* Task statement: Look through the entries. Copy each line that has the word "match".
----
//! Test doubles for the transport and the container runtime.
//!
//! `RecordingTransport` accepts everything and remembers what was sent, with
//! the (possibly paused) tokio clock reading of each call. `FakeRuntime`
//! serves a fixed container snapshot and records every backend call.

use crate::bot::transport::{MessageHandle, Outgoing, Transport, TransportError};
use async_trait::async_trait;
use std::sync::atomic::{AtomicI32, Ordering};
use std::sync::Mutex;
use teledock_core::runtime::{
    ContainerRuntime, ImageSummary, ListFilter, LogTail, Resource, ResourceState, RuntimeError,
};
use teloxide::types::{BotCommand, ChatId, InlineKeyboardMarkup, MessageId};
use tokio::time::Instant;

/// One call observed by [`RecordingTransport`].
#[derive(Debug, Clone)]
pub struct RecordedCall {
    pub kind: &'static str,
    pub chat_id: Option<ChatId>,
    /// Reply or edit target
    pub message_id: Option<MessageId>,
    pub text: String,
    pub keyboard: Option<InlineKeyboardMarkup>,
    pub at: Instant,
}

#[derive(Default)]
pub struct RecordingTransport {
    calls: Mutex<Vec<RecordedCall>>,
    next_id: AtomicI32,
}

impl RecordingTransport {
    pub fn calls(&self) -> Vec<RecordedCall> {
        self.calls.lock().expect("calls lock").clone()
    }

    fn record(
        &self,
        kind: &'static str,
        chat_id: Option<ChatId>,
        message_id: Option<MessageId>,
        message: Option<Outgoing>,
        text: String,
    ) {
        let keyboard = message.and_then(|m| m.keyboard);
        self.calls.lock().expect("calls lock").push(RecordedCall {
            kind,
            chat_id,
            message_id,
            text,
            keyboard,
            at: Instant::now(),
        });
    }

    fn fresh_handle(&self, chat_id: ChatId) -> MessageHandle {
        let id = self.next_id.fetch_add(1, Ordering::SeqCst) + 1000;
        MessageHandle::new(chat_id, MessageId(id))
    }
}

#[async_trait]
impl Transport for RecordingTransport {
    async fn send(&self, chat_id: ChatId, message: Outgoing) -> Result<MessageHandle, TransportError> {
        let text = message.text.clone();
        self.record("send", Some(chat_id), None, Some(message), text);
        Ok(self.fresh_handle(chat_id))
    }

    async fn reply(
        &self,
        to: MessageHandle,
        message: Outgoing,
    ) -> Result<MessageHandle, TransportError> {
        let text = message.text.clone();
        self.record("reply", Some(to.chat_id), Some(to.message_id), Some(message), text);
        Ok(self.fresh_handle(to.chat_id))
    }

    async fn edit(
        &self,
        target: MessageHandle,
        message: Outgoing,
    ) -> Result<MessageHandle, TransportError> {
        let text = message.text.clone();
        self.record(
            "edit",
            Some(target.chat_id),
            Some(target.message_id),
            Some(message),
            text,
        );
        Ok(target)
    }

    async fn answer_callback(
        &self,
        _callback_id: String,
        text: Option<String>,
    ) -> Result<(), TransportError> {
        self.record("answer_callback", None, None, None, text.unwrap_or_default());
        Ok(())
    }

    async fn set_commands(&self, commands: Vec<BotCommand>) -> Result<(), TransportError> {
        let names: Vec<String> = commands.into_iter().map(|c| c.command).collect();
        self.record("set_commands", None, None, None, names.join(","));
        Ok(())
    }
}

/// In-memory container runtime.
#[derive(Default)]
pub struct FakeRuntime {
    resources: Vec<Resource>,
    images: Vec<ImageSummary>,
    inspect: String,
    logs: Vec<String>,
    failure: Option<String>,
    calls: Mutex<Vec<String>>,
}

impl FakeRuntime {
    pub fn with_resources(resources: Vec<Resource>) -> Self {
        Self {
            resources,
            inspect: "{}".to_string(),
            ..Self::default()
        }
    }

    pub fn with_images(mut self, images: Vec<ImageSummary>) -> Self {
        self.images = images;
        self
    }

    pub fn with_inspect(mut self, record: String) -> Self {
        self.inspect = record;
        self
    }

    pub fn with_logs(mut self, logs: Vec<String>) -> Self {
        self.logs = logs;
        self
    }

    /// Make every container action (not listings) fail with `message`.
    pub fn failing(mut self, message: &str) -> Self {
        self.failure = Some(message.to_string());
        self
    }

    pub fn calls(&self) -> Vec<String> {
        self.calls.lock().expect("calls lock").clone()
    }

    fn record(&self, call: String) {
        self.calls.lock().expect("calls lock").push(call);
    }

    fn outcome(&self) -> Result<(), RuntimeError> {
        match &self.failure {
            Some(message) => Err(RuntimeError::Docker(
                bollard::errors::Error::DockerResponseServerError {
                    status_code: 404,
                    message: message.clone(),
                },
            )),
            None => Ok(()),
        }
    }
}

fn describe(filter: &ListFilter) -> &'static str {
    match (filter.state, filter.label.is_some(), filter.all) {
        (Some(state), _, _) => state.as_str(),
        (None, true, _) => "stacks",
        (None, false, true) => "all",
        (None, false, false) => "running",
    }
}

#[async_trait]
impl ContainerRuntime for FakeRuntime {
    async fn list(&self, filter: ListFilter) -> Result<Vec<Resource>, RuntimeError> {
        self.record(format!("list:{}", describe(&filter)));
        Ok(self
            .resources
            .iter()
            .filter(|r| filter.all || r.state == ResourceState::Running)
            .filter(|r| filter.state.is_none_or(|state| r.state == state))
            .filter(|r| filter.label.is_none() || r.stack.is_some())
            .cloned()
            .collect())
    }

    async fn list_images(&self) -> Result<Vec<ImageSummary>, RuntimeError> {
        self.record("images".to_string());
        Ok(self.images.clone())
    }

    async fn start(&self, id: &str) -> Result<(), RuntimeError> {
        self.record(format!("start:{id}"));
        self.outcome()
    }

    async fn stop(&self, id: &str) -> Result<(), RuntimeError> {
        self.record(format!("stop:{id}"));
        self.outcome()
    }

    async fn inspect(&self, id: &str) -> Result<String, RuntimeError> {
        self.record(format!("inspect:{id}"));
        self.outcome().map(|()| self.inspect.clone())
    }

    async fn logs(&self, id: &str, tail: LogTail) -> Result<Vec<String>, RuntimeError> {
        self.record(format!("logs:{id}:{tail}"));
        self.outcome().map(|()| self.logs.clone())
    }
}

/// `count` containers with distinct hex ids, all running.
///
/// Container `n` (starting at 1) is named `/svc-n` and its id starts with ten
/// copies of the hex digit for `n`.
pub fn sample_resources(count: usize) -> Vec<Resource> {
    (1..=count)
        .map(|n| {
            let digit = std::char::from_digit(u32::try_from(n % 16).unwrap_or(0), 16)
                .unwrap_or('0');
            Resource {
                id: format!("{}00aabbccdd", digit.to_string().repeat(10)),
                name: format!("/svc-{n}"),
                state: ResourceState::Running,
                status: "Up 5 minutes".to_string(),
                image: "alpine:3".to_string(),
                stack: None,
            }
        })
        .collect()
}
----
* Completed exercise:
        match &self.failure {
    match (filter.state, filter.label.is_some(), filter.all) {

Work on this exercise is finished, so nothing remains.